## EXERCISE:
Retype, word for word, each line between the lines holding "pub fn new(title: impl" and "pub fn format_eth(wei: Decimal)", inclusive, and leave the rest of the data alone.

## DATA RECORDS:

= = = = = = =

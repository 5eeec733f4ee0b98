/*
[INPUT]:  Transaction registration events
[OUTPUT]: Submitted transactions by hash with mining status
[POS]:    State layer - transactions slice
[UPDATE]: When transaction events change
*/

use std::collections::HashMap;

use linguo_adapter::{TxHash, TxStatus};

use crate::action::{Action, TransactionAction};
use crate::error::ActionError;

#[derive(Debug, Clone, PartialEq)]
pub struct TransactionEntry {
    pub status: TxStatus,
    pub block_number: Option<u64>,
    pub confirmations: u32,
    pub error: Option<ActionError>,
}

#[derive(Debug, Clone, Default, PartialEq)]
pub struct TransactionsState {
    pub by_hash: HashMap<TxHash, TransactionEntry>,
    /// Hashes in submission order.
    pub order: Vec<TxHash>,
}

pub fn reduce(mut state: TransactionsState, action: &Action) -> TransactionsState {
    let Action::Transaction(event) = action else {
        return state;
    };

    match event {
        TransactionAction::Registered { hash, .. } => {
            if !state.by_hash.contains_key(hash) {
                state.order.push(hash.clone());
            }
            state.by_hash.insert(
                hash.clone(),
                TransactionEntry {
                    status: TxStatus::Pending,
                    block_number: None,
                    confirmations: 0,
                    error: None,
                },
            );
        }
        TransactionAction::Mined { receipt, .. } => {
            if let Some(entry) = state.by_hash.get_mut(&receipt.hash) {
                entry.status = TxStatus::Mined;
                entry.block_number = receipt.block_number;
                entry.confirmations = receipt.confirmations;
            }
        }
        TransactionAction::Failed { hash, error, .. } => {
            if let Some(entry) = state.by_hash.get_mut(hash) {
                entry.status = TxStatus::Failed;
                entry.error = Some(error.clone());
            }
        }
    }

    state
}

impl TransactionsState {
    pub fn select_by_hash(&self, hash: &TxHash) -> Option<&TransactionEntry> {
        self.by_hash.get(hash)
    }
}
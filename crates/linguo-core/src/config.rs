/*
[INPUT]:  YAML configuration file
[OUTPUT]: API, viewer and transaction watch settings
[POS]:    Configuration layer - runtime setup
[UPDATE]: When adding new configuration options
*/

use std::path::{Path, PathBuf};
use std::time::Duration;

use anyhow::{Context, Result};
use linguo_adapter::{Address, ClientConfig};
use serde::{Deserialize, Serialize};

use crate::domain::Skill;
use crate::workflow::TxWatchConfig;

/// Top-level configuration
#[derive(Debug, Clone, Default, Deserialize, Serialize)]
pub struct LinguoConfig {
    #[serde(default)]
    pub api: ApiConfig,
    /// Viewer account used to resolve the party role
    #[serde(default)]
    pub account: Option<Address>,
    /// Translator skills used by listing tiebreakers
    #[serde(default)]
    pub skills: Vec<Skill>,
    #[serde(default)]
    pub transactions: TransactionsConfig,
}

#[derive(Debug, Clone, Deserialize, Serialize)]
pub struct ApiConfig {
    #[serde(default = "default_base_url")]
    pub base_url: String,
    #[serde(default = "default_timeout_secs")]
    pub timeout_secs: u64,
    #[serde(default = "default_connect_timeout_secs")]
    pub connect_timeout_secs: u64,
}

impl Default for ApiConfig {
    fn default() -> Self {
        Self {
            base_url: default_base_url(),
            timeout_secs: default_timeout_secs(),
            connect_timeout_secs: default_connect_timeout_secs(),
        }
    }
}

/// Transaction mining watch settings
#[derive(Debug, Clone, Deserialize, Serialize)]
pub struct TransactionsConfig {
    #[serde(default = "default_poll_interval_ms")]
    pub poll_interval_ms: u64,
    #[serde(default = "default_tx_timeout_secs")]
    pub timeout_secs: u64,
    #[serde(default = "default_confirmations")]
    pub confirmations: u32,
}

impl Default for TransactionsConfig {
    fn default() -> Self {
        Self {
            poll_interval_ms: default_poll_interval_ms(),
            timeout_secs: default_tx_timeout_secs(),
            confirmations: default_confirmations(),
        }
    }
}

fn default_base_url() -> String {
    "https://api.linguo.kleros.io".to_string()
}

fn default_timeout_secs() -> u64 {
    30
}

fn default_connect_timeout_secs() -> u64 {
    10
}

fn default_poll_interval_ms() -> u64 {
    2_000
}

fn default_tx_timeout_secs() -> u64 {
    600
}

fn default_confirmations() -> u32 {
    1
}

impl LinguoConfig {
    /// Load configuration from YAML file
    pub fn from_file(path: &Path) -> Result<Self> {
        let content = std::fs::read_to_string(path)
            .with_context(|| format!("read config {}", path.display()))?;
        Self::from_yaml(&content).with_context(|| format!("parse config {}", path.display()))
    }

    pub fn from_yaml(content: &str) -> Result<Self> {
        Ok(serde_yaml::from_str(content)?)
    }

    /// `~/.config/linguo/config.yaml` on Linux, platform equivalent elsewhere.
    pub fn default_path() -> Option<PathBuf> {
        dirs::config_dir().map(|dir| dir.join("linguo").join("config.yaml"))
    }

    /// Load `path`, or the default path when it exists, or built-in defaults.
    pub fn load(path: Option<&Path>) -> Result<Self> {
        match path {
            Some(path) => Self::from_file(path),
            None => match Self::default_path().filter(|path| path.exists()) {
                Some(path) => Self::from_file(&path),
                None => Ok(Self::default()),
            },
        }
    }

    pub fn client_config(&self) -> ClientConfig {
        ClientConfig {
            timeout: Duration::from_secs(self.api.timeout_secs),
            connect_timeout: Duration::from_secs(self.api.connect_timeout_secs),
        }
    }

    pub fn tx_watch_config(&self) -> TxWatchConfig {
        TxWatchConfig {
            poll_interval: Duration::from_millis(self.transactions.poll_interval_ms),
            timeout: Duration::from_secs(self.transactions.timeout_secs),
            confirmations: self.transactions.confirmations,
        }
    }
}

= = = = = = =

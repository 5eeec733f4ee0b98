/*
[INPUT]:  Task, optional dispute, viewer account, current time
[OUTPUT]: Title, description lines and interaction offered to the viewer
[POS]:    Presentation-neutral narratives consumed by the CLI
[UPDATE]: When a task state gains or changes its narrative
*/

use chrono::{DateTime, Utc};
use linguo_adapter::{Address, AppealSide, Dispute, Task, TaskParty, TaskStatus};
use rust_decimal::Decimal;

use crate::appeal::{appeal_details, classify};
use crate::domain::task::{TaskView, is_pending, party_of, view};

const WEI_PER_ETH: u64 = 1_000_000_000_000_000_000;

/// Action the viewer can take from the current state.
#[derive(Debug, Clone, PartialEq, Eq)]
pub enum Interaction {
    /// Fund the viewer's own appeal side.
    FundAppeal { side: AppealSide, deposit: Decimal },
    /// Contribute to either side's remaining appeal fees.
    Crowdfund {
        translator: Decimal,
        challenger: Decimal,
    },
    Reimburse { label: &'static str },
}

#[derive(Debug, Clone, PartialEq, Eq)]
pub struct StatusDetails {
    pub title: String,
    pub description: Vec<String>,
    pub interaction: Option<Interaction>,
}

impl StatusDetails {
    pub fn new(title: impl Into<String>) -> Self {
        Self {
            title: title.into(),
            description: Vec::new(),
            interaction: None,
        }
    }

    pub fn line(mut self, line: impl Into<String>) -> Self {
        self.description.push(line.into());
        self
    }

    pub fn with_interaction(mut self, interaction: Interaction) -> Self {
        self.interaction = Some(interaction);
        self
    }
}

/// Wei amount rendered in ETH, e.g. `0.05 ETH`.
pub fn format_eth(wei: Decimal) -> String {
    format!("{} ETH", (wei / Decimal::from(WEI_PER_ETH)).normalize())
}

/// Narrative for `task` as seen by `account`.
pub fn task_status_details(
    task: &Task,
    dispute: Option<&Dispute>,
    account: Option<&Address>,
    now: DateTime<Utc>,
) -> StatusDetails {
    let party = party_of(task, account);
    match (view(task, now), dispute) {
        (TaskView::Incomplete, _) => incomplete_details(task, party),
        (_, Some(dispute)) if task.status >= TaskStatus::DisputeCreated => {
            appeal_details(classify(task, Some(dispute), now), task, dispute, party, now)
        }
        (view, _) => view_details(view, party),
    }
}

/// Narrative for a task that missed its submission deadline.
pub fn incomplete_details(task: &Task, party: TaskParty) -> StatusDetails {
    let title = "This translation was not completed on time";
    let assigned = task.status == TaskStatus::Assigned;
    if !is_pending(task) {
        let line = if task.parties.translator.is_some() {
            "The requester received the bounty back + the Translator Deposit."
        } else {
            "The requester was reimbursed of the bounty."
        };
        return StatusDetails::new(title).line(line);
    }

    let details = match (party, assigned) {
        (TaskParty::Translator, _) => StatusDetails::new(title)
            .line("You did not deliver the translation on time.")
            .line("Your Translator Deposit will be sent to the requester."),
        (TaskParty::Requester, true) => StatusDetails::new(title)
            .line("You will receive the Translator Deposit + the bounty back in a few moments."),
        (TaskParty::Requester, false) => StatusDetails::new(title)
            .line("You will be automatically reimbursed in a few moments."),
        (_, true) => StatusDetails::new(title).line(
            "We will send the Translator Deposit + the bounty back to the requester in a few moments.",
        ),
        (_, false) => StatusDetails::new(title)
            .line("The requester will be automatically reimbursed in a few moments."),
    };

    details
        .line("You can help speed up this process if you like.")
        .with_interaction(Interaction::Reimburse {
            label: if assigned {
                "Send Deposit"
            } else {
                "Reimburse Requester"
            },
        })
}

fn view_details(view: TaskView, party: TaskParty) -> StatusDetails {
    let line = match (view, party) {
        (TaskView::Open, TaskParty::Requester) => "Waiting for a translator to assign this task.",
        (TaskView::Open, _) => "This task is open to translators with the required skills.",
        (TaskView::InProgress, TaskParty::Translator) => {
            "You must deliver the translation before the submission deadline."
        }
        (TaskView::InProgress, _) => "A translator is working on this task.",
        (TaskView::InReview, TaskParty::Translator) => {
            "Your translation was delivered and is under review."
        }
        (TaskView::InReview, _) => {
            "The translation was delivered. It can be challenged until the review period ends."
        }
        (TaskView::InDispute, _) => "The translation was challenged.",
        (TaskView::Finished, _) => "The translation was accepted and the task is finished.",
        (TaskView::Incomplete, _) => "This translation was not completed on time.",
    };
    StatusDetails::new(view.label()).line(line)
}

= = = = = = =

## EXPECTED ANSWER:
    pub fn new(title: impl Into<String>) -> Self {
        Self {
            title: title.into(),
            description: Vec::new(),
            interaction: None,
        }
    }

    pub fn line(mut self, line: impl Into<String>) -> Self {
        self.description.push(line.into());
        self
    }

    pub fn with_interaction(mut self, interaction: Interaction) -> Self {
        self.interaction = Some(interaction);
        self
    }
}

/// Wei amount rendered in ETH, e.g. `0.05 ETH`.
pub fn format_eth(wei: Decimal) -> String {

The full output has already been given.